Concern That Dancers Could Be Coerced Into Prostitution
The rules about how intimate the contact can be between dancer and customer can change from state to state and city to city. At the Sapphire Club, some touching is allowed. Clients can touch the dancers' arms and legs, Butterfly said, "and our belly if they're careful. If they start moving up, we absolutely have to have to move their hands away," she said. And that apparently happens frequently. Butterfly said she had ended dances because a client wouldn't follow house rules. And a new trend, started in San Francisco, could be making it more difficult for dancers to keep clients' hands at bay. Increasingly, clubs across the country are building private booths where the dancer and customer are alone.

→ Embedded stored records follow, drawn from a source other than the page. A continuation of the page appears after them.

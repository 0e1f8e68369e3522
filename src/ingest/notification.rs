use serde::{Deserialize, Serialize};

use crate::primitives::{
    bitcoin::{OutPoint, Txid},
    Satoshis,
};

/// What the chain watcher reports about a wallet. Notifications may arrive
/// more than once and out of order.
#[derive(Debug, Clone, PartialEq, Eq, Serialize, Deserialize)]
#[serde(tag = "type", rename_all = "snake_case")]
pub enum ChainNotification {
    OutputDetected {
        outpoint: OutPoint,
        value: Satoshis,
        derivation_path: String,
        block_height: Option<u32>,
    },
    OutputConfirmed {
        outpoint: OutPoint,
        block_height: u32,
    },
    TipAdvanced {
        height: u32,
    },
    Reorg {
        invalidated: Vec<OutPoint>,
    },
    SpendConfirmed {
        txid: Txid,
        block_height: u32,
    },
}

impl ChainNotification {
    pub fn name(&self) -> &'static str {
        match self {
            Self::OutputDetected { .. } => "output_detected",
            Self::OutputConfirmed { .. } => "output_confirmed",
            Self::TipAdvanced { .. } => "tip_advanced",
            Self::Reorg { .. } => "reorg",
            Self::SpendConfirmed { .. } => "spend_confirmed",
        }
    }
}

#[derive(Debug, Clone, PartialEq, Eq, Serialize)]
#[serde(tag = "outcome", rename_all = "snake_case")]
pub enum IngestOutcome {
    Applied { sequence: u64 },
    /// Redelivery of something the ledger already reflects.
    Unchanged,
    /// The notification no longer fits the wallet and was skipped.
    Dropped { reason: String },
}
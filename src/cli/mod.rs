mod config;

use clap::{Parser, Subcommand};
use serde::Serialize;

use std::{collections::HashSet, path::PathBuf};

use crate::{
    app::App,
    ingest::ChainNotification,
    payout::NewPayout,
    primitives::{
        bitcoin::{OutPoint, Txid},
        *,
    },
    utxo::UtxoState,
};
use config::*;

#[derive(Parser)]
#[clap(version, long_about = None)]
struct Cli {
    /// Sets a custom config file
    #[clap(short, long, env = "LEDGER_CONFIG", value_name = "FILE", global = true)]
    config: Option<PathBuf>,
    /// Connection string for a postgres event log
    #[clap(long, env = "PG_CON", global = true, hide_env_values = true)]
    pg_con: Option<String>,
    #[clap(subcommand)]
    command: Command,
}

#[derive(Subcommand)]
enum Command {
    /// Creates a new wallet
    CreateWallet {
        #[clap(short, long)]
        name: String,
        /// Confirmations before a utxo counts as settled
        #[clap(long)]
        settle_threshold: Option<u32>,
    },
    SetSettleThreshold {
        #[clap(short, long)]
        wallet: String,
        #[clap(long)]
        settle_threshold: u32,
    },
    ListWallets,
    /// Prints the balance facets of a wallet
    WalletBalance {
        #[clap(short, long)]
        wallet: String,
    },
    ListUtxos {
        #[clap(short, long)]
        wallet: String,
        /// Only list utxos in these states
        #[clap(short, long, value_enum)]
        state: Vec<UtxoState>,
    },
    /// Records an output paying to the wallet
    DetectOutput {
        #[clap(short, long)]
        wallet: String,
        #[clap(long)]
        outpoint: OutPoint,
        #[clap(long)]
        value: u64,
        #[clap(long)]
        derivation_path: String,
        #[clap(long)]
        block_height: Option<u32>,
    },
    ConfirmOutput {
        #[clap(short, long)]
        wallet: String,
        #[clap(long)]
        outpoint: OutPoint,
        #[clap(long)]
        block_height: u32,
    },
    SetTip {
        #[clap(short, long)]
        wallet: String,
        #[clap(long)]
        height: u32,
    },
    /// Pulls the chain tip from bitcoind
    SyncTip {
        #[clap(short, long)]
        wallet: String,
    },
    Reorg {
        #[clap(short, long)]
        wallet: String,
        #[clap(long, required = true)]
        outpoint: Vec<OutPoint>,
    },
    ConfirmSpend {
        #[clap(short, long)]
        wallet: String,
        #[clap(long)]
        txid: Txid,
        #[clap(long)]
        block_height: u32,
    },
    SubmitPayout {
        #[clap(short, long)]
        wallet: String,
        #[clap(long)]
        destination: String,
        #[clap(long)]
        amount: u64,
        #[clap(long)]
        external_id: Option<String>,
        /// Arbitrary json attached to the payout
        #[clap(long)]
        metadata: Option<String>,
    },
    CancelPayout {
        #[clap(short, long)]
        wallet: String,
        #[clap(long)]
        id: PayoutRequestId,
    },
    ListPayouts {
        #[clap(short, long)]
        wallet: String,
    },
    EstimatePayoutFee {
        #[clap(short, long)]
        wallet: String,
        #[clap(long)]
        amount: u64,
    },
    /// Groups every queued payout of a wallet into one batch
    FormBatch {
        #[clap(short, long)]
        wallet: String,
    },
    CancelBatch {
        #[clap(short, long)]
        wallet: String,
        #[clap(long)]
        id: BatchId,
    },
    BroadcastBatch {
        #[clap(short, long)]
        wallet: String,
        #[clap(long)]
        id: BatchId,
    },
    ListBatches {
        #[clap(short, long)]
        wallet: String,
    },
}

pub async fn run() -> anyhow::Result<()> {
    let cli = Cli::parse();
    let config = Config::from_path(cli.config, EnvOverride { pg_con: cli.pg_con })?;
    crate::tracing::init_tracer(config.tracing)?;
    let app = App::connect(config.app).await?;

    match cli.command {
        Command::CreateWallet {
            name,
            settle_threshold,
        } => {
            let id = app.create_wallet(name, settle_threshold).await?;
            output_json(&serde_json::json!({ "id": id }))
        }
        Command::SetSettleThreshold {
            wallet,
            settle_threshold,
        } => {
            let wallet_id = app.find_wallet_by_name(&wallet).await?;
            app.set_settle_threshold(wallet_id, settle_threshold)
                .await?;
            output_json(&serde_json::json!({ "settleThreshold": settle_threshold }))
        }
        Command::ListWallets => {
            let wallets: Vec<_> = app
                .ledger()
                .list_wallets()
                .await
                .iter()
                .map(|w| {
                    serde_json::json!({
                        "id": w.wallet_id(),
                        "name": w.name(),
                        "settleThreshold": w.settle_threshold(),
                        "chainTip": w.chain_tip(),
                    })
                })
                .collect();
            output_json(&wallets)
        }
        Command::WalletBalance { wallet } => {
            let wallet_id = app.find_wallet_by_name(&wallet).await?;
            output_json(&app.get_balance(wallet_id).await?)
        }
        Command::ListUtxos { wallet, state } => {
            let wallet_id = app.find_wallet_by_name(&wallet).await?;
            let filter: HashSet<_> = state.into_iter().collect();
            output_json(&app.list_utxos(wallet_id, &filter).await?)
        }
        Command::DetectOutput {
            wallet,
            outpoint,
            value,
            derivation_path,
            block_height,
        } => {
            let notification = ChainNotification::OutputDetected {
                outpoint,
                value: Satoshis::from(value),
                derivation_path,
                block_height,
            };
            ingest(&app, &wallet, notification).await
        }
        Command::ConfirmOutput {
            wallet,
            outpoint,
            block_height,
        } => {
            let notification = ChainNotification::OutputConfirmed {
                outpoint,
                block_height,
            };
            ingest(&app, &wallet, notification).await
        }
        Command::SetTip { wallet, height } => {
            ingest(&app, &wallet, ChainNotification::TipAdvanced { height }).await
        }
        Command::SyncTip { wallet } => {
            let wallet_id = app.find_wallet_by_name(&wallet).await?;
            output_json(&app.sync_tip(wallet_id).await?)
        }
        Command::Reorg { wallet, outpoint } => {
            let notification = ChainNotification::Reorg {
                invalidated: outpoint,
            };
            ingest(&app, &wallet, notification).await
        }
        Command::ConfirmSpend {
            wallet,
            txid,
            block_height,
        } => {
            let notification = ChainNotification::SpendConfirmed { txid, block_height };
            ingest(&app, &wallet, notification).await
        }
        Command::SubmitPayout {
            wallet,
            destination,
            amount,
            external_id,
            metadata,
        } => {
            let wallet_id = app.find_wallet_by_name(&wallet).await?;
            let mut builder = NewPayout::builder();
            builder
                .wallet_id(wallet_id)
                .destination(PayoutDestination::OnchainAddress { value: destination })
                .value(Satoshis::from(amount));
            if let Some(external_id) = external_id {
                builder.external_id(external_id);
            }
            if let Some(metadata) = metadata {
                builder.metadata(serde_json::from_str(&metadata)?);
            }
            let id = app.submit_payout_with(builder.build()?).await?;
            output_json(&serde_json::json!({ "id": id }))
        }
        Command::CancelPayout { wallet, id } => {
            let wallet_id = app.find_wallet_by_name(&wallet).await?;
            app.cancel_payout(wallet_id, id).await?;
            output_json(&serde_json::json!({ "id": id, "cancelled": true }))
        }
        Command::ListPayouts { wallet } => {
            let wallet_id = app.find_wallet_by_name(&wallet).await?;
            output_json(&app.list_payouts(wallet_id).await?)
        }
        Command::EstimatePayoutFee { wallet, amount } => {
            let wallet_id = app.find_wallet_by_name(&wallet).await?;
            let fee = app
                .estimate_payout_fee(wallet_id, Satoshis::from(amount))
                .await?;
            output_json(&serde_json::json!({ "feeSats": fee }))
        }
        Command::FormBatch { wallet } => {
            let wallet_id = app.find_wallet_by_name(&wallet).await?;
            let id = app.form_batch(wallet_id).await?;
            output_json(&serde_json::json!({ "id": id }))
        }
        Command::CancelBatch { wallet, id } => {
            let wallet_id = app.find_wallet_by_name(&wallet).await?;
            app.cancel_batch(wallet_id, id).await?;
            output_json(&serde_json::json!({ "id": id, "cancelled": true }))
        }
        Command::BroadcastBatch { wallet, id } => {
            let wallet_id = app.find_wallet_by_name(&wallet).await?;
            let txid = app.broadcast_batch(wallet_id, id).await?;
            output_json(&serde_json::json!({ "id": id, "txid": txid }))
        }
        Command::ListBatches { wallet } => {
            let wallet_id = app.find_wallet_by_name(&wallet).await?;
            output_json(&app.list_batches(wallet_id).await?)
        }
    }
}

async fn ingest(app: &App, wallet: &str, notification: ChainNotification) -> anyhow::Result<()> {
    let wallet_id = app.find_wallet_by_name(wallet).await?;
    output_json(&app.ingest(wallet_id, notification).await?)
}

fn output_json<T: Serialize>(value: &T) -> anyhow::Result<()> {
    println!("{}", serde_json::to_string_pretty(value)?);
    Ok(())
}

These booths are where dancers make the most money, but in San Francisco, the district attorney says it is also where dancers are potentially the most vulnerable. "They're working in a booth and then the customer wants one thing or another and they feel forced to comply," Harris said. Langin acknowledges that sex can occur in clubs, but says the clubs try to prevent it with surveillance systems. If a client is having sex with a dancer, Langin said, "They're going to have to do it really fast. Because there's going to be somebody coming around checking on that room. And if they get interrupted they're going to be thrown out." Like many working women, the dancers who spoke with "20/20" will tell you any kind of respect would be appreciated. They work in a world full of scorn and moral condemnation. They have each made a choice about what is best for themselves and their families. They show up each night because it's their job.
This story originally aired on "20/20" April 15, 2005.